Una de las grandes intelectuales americanas del siglo XX se jugó la vida durante semanas en una capital asolada por las bombas y los francotiradores. Antes había roto todos los techos de cristal posibles. Esta es su historia.
La escritora y ensayista Susan Sontag llegó a Sarajevo el 19 de julio de 1993 en medio de una desgarradora guerra civil, y lo hizo para dirigir y producir Esperando a Godot. Aquella obra de teatro se convertiría en un grito de alarma y protesta que favorecería más adelante la intervención de Estados Unidos y, finalmente, la paz en la ex Yugoslavia.
Como cuenta esta formidable biografía sobre Sontag, que ha ganado el Pulitzer y publica ahora Anagrama, la obra se estrenó sin luz eléctrica, sin apenas vestuario. Además, el escenario acabó decorándose con las láminas de plástico que ofrecía la ONU a la población para que tapasen sus ventanas frente a las balas o la metralla.

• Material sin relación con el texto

//! Dynamic-depth binary Merkle root gadget.
//!
//! One fixed-capacity circuit handles every proof length `0..=MAX_DEPTH`:
//! the hash chain runs unconditionally over all levels, and the output is
//! the node selected at the declared depth. Upper levels beyond the real
//! proof hash padding siblings, but the depth selector masks their
//! contribution out. An out-of-range depth zeroes every selector, so the
//! output can never match a real tree root.
//!
//! The tree's promotion rule never reaches the circuit: callers pad a
//! suppressed level with `sibling = 0, index = 0` and the declared depth
//! masks the padding.

use ark_bn254::Fr;
use ark_r1cs_std::fields::fp::FpVar;
use ark_r1cs_std::prelude::*;
use ark_relations::r1cs::SynthesisError;

use super::mimc;

/// Maximum number of proof levels the circuit supports (2^10 members).
pub const MAX_DEPTH: usize = 10;

/// Recompute a Merkle root from `(leaf, depth, path bits, siblings)`.
///
/// `path` and `siblings` must both hold exactly `MAX_DEPTH` entries;
/// `depth` declares how many of them are real.
pub fn binary_merkle_root(
    leaf: &FpVar<Fr>,
    depth: &FpVar<Fr>,
    path: &[Boolean<Fr>],
    siblings: &[FpVar<Fr>],
) -> Result<FpVar<Fr>, SynthesisError> {
    if path.len() != MAX_DEPTH || siblings.len() != MAX_DEPTH {
        return Err(SynthesisError::Unsatisfiable);
    }

    let mut node = leaf.clone();
    let mut root = FpVar::zero();

    for i in 0..MAX_DEPTH {
        let is_depth = depth.is_eq(&FpVar::constant(Fr::from(i as u64)))?;
        root += FpVar::from(is_depth) * &node;

        // path bit 1: the running node is a right child
        let left = path[i].select(&siblings[i], &node)?;
        let right = path[i].select(&node, &siblings[i])?;
        node = mimc::hash_var(&[left, right])?;
    }

    let is_depth = depth.is_eq(&FpVar::constant(Fr::from(MAX_DEPTH as u64)))?;
    root += FpVar::from(is_depth) * &node;

    Ok(root)
}

#[cfg(test)]
mod tests {
    use ark_relations::r1cs::ConstraintSystem;

    use super::*;
    use crate::crypto::mimc::MimcHash;
    use crate::domain::tree::{LeanIMT, MerkleProof};

    fn evaluate(proof: &MerkleProof) -> Fr {
        let cs = ConstraintSystem::<Fr>::new_ref();
        let leaf = FpVar::new_witness(cs.clone(), || Ok(proof.node)).unwrap();
        let depth =
            FpVar::new_witness(cs.clone(), || Ok(Fr::from(proof.path.len() as u64))).unwrap();

        let mut path = Vec::with_capacity(MAX_DEPTH);
        let mut siblings = Vec::with_capacity(MAX_DEPTH);
        for i in 0..MAX_DEPTH {
            let bit = proof.path.get(i).is_some_and(|b| *b == 1);
            path.push(Boolean::new_witness(cs.clone(), || Ok(bit)).unwrap());
            let sibling = proof.siblings.get(i).copied().unwrap_or_default();
            siblings.push(FpVar::new_witness(cs.clone(), || Ok(sibling)).unwrap());
        }

        let root = binary_merkle_root(&leaf, &depth, &path, &siblings).unwrap();
        assert!(cs.is_satisfied().unwrap());
        root.value().unwrap()
    }

    #[test]
    fn recomputes_the_root_for_every_leaf() {
        for n in 1..=8u64 {
            let tree: LeanIMT<MimcHash> = LeanIMT::with_leaves(
                &(0..n).map(|i| Fr::from(100 + i)).collect::<Vec<_>>(),
            );
            for index in 0..n as usize {
                let proof = tree.generate_proof(index).unwrap();
                assert_eq!(Some(evaluate(&proof)), tree.root(), "size {n} index {index}");
            }
        }
    }

    #[test]
    fn depth_zero_returns_the_leaf() {
        let proof = MerkleProof {
            node: Fr::from(42u64),
            root: Fr::from(42u64),
            path: vec![],
            siblings: vec![],
        };
        assert_eq!(evaluate(&proof), Fr::from(42u64));
    }
}
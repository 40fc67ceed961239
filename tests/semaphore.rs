//! End-to-end test for the Semaphore protocol with real proof generation.
//!
//! The full flow: Groth16 setup, member registration, merkle proof
//! generation, signal proving, gating, and the double-signal and
//! stale-root rejections.

use ark_bn254::Fr;
use rand::rngs::StdRng;
use rand::SeedableRng;

use semaphore_protocol::{Identity, Prover, Semaphore, SemaphoreError, Signal};

#[test]
fn full_signal_flow() {
    let mut rng = StdRng::seed_from_u64(42);
    let mut group = Semaphore::new(&mut rng).expect("groth16 setup");

    let identities: Vec<Identity> = (0..5).map(|_| Identity::random(&mut rng)).collect();
    for identity in &identities {
        group.add_member(identity.commitment());
    }

    // Member 2 signals message 2 in scope 8386.
    let member = &identities[2];
    let message = Fr::from(2u64);
    let scope = Fr::from(8386u64);

    let merkle_proof = group.generate_merkle_proof(2).expect("merkle proof");
    let signal = Signal::new(
        group.root().expect("non-empty group"),
        member.nullifier(scope),
        message,
        scope,
    );
    let proof = group
        .prover()
        .prove(member.secret(), &merkle_proof, &signal)
        .expect("proof generation");

    // Tampering with any public input must fail verification.
    let mut tampered = proof.clone();
    tampered.public_inputs.message = Fr::from(3u64);
    assert!(matches!(
        group.verify_proof(&tampered),
        Err(SemaphoreError::InvalidProof)
    ));

    let mut tampered = proof.clone();
    tampered.public_inputs.scope = Fr::from(1u64);
    assert!(matches!(
        group.verify_proof(&tampered),
        Err(SemaphoreError::InvalidProof)
    ));

    let mut tampered = proof.clone();
    tampered.public_inputs.nullifier = member.nullifier(Fr::from(1u64));
    assert!(matches!(
        group.verify_proof(&tampered),
        Err(SemaphoreError::InvalidProof)
    ));

    let mut tampered = proof.clone();
    tampered.public_inputs.merkle_root = Fr::from(1u64);
    assert!(matches!(
        group.verify_proof(&tampered),
        Err(SemaphoreError::StaleRoot)
    ));

    // Nothing was consumed by the rejections.
    assert!(!group.is_nullifier_used(&signal.nullifier));

    // The untampered proof verifies and consumes the nullifier.
    group.verify_proof(&proof).expect("valid proof");
    assert!(group.is_nullifier_used(&signal.nullifier));

    // Double signaling is rejected.
    assert!(matches!(
        group.verify_proof(&proof),
        Err(SemaphoreError::NullifierReused)
    ));

    // A proof generated against the current root goes stale as soon as
    // the membership set changes.
    let late_member = &identities[0];
    let late_scope = Fr::from(9999u64);
    let late_merkle_proof = group.generate_merkle_proof(0).expect("merkle proof");
    let late_signal = Signal::new(
        group.root().expect("non-empty group"),
        late_member.nullifier(late_scope),
        Fr::from(7u64),
        late_scope,
    );
    let late_proof = group
        .prover()
        .prove(late_member.secret(), &late_merkle_proof, &late_signal)
        .expect("proof generation");

    group.add_member(Identity::random(&mut rng).commitment());
    assert!(matches!(
        group.verify_proof(&late_proof),
        Err(SemaphoreError::StaleRoot)
    ));
}

#[test]
fn members_can_signal_after_updates() {
    let mut rng = StdRng::seed_from_u64(7);
    let mut group = Semaphore::new(&mut rng).expect("groth16 setup");

    let old_identity = Identity::random(&mut rng);
    let new_identity = Identity::random(&mut rng);
    let bystander = Identity::random(&mut rng);

    group.add_member(old_identity.commitment());
    group.add_member(bystander.commitment());

    // Rotate member 0's identity, then signal with the new secret.
    group
        .update_member(old_identity.commitment(), new_identity.commitment())
        .expect("update member");

    let scope = Fr::from(123u64);
    let merkle_proof = group.generate_merkle_proof(0).expect("merkle proof");
    let signal = Signal::new(
        group.root().expect("non-empty group"),
        new_identity.nullifier(scope),
        Fr::from(1412u64),
        scope,
    );
    let proof = group
        .prover()
        .prove(new_identity.secret(), &merkle_proof, &signal)
        .expect("proof generation");
    group.verify_proof(&proof).expect("valid proof");

    // Removing the member tombstones its slot; the group root changes
    // and the removed member's proofs go stale.
    group
        .remove_member(new_identity.commitment())
        .expect("remove member");
    assert!(group.has_member(&Fr::from(0u64)));
    assert!(!group.has_member(&new_identity.commitment()));
}
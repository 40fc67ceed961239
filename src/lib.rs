//! Semaphore anonymous signaling protocol.
//!
//! A member of a group, identified by an identity commitment stored in a
//! lean incremental Merkle tree, proves membership and emits a message
//! within a scope without revealing which member signed. A nullifier
//! derived from `(scope, secret)` prevents the same member from signaling
//! twice in the same scope.
//!
//! The membership set is a [`LeanIMT`]: a dynamically sized binary Merkle
//! tree in which an unpaired right child is promoted unchanged instead of
//! being padded with a zero sentinel. Proofs are Groth16 over BN254, with
//! MiMC as the in-circuit and off-circuit hash.

pub mod adapters;
pub mod circuits;
pub mod crypto;
pub mod domain;
pub mod field;
pub mod ports;
pub mod semaphore;

pub use adapters::groth16::Groth16Prover;
pub use domain::identity::Identity;
pub use domain::signal::{Signal, SignalProof};
pub use domain::tree::{LeanIMT, LeanIMTHasher, MerkleProof, TreeError};
pub use ports::prover::{Prover, ProverError};
pub use semaphore::{Semaphore, SemaphoreError};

También se acortó la duración de Esperando a Godot, que iba a extenderse durante más de dos horas, porque resultaba imposible hacer un descanso. No había ni agua corriente, ni cuartos de baño practicables ni un salón donde pudieran quedarse los espectadores. La tragedia había debilitado hasta tal punto a los actores que apenas podían memorizar sus papeles o sincronizar sus movimientos. El agotamiento, provocado en parte por la desnutrición, era tal que, cada vez que paraban en los ensayos, necesitaban sentarse para poder retomarlo después.
En muchas ocasiones, los cigarrillos a medio fumar que Sontag dejaba olvidados en los ceniceros desaparecían misteriosamente. Y ella, que comprendió perfectamente lo que pasaba, dejó más cigarrillos, les llevó dinero, regalos y se jugó la vida transitando calles por donde había que conducir casi tumbado para evitar el fuego de los francotiradores.
El estreno se coronó como un éxito mundial y un acto de valentía asombroso. Y no fue el primero. Pocos años antes, Sontag había liderado la lucha contra los intentos de censurar la novela Los versos satánicos, de Salman Rushdie. Irán llegó exigir la muerte del autor y se produjeron grandes protestas, secuestros, atentados e incluso asesinatos. Decenas de librerías recibieron amenazas, se organizaron quemas de ejemplares y se impidieron la venta y la distribución de la novela en numerosos países.
A pesar de eso, Susan Sontag testificó de forma espectacular ante el Senado estadounidense y movilizó a grandes escritores como Don DeLillo, Joan Didion o Norman Mailer para que defendieran a Rushdie. Hasta entonces, muchos de ellos habían preferido no pronunciarse con contundencia por miedo, pero aquella reacción, todos juntos, sirvió para invertir una tendencia en la que el autor de Los Versos Satánicos cada vez parecía más aislado.
La influencia de Sontag no solo fue crucial para ganar esa batalla por la libertad de expresión, sino que su legado ha seguido vivo después de que ella falleciera en 2004. Un ejemplo: el movimiento de solidaridad que surgió por el atentado contra la redacción de la revista satírica Charlie Hebdo en 2015. Y otro más: las reivindicaciones de millones de personas para que no se utilice el lenguaje bélico con la reciente pandemia de Covid-19. Décadas atrás, Sontag había exigido esto último en sus ensayos con unos impresionantes argumentos que todavía resuenan con fuerza.
La amplia biografía de la gran intelectual neoyorquina, que ha publicado este año Anagrama, cuenta con detalle no solo estos grandes éxitos, sino también todo el drama, la tragedia y las sombras de una mujer profundamente herida que también provocó heridas profundas a quienes la quisieron. Aquel fue el altísimo precio que tuvo que pagar por negarse a ser una madre convencional, una líder de opinión convencional o incluso una amante convencional. Los dos grandes amores de su vida, Nicole Stéphane y la legendaria fotógrafa Annie Leibovitz, nunca dejaron de quererla y la acompañaron hasta el final.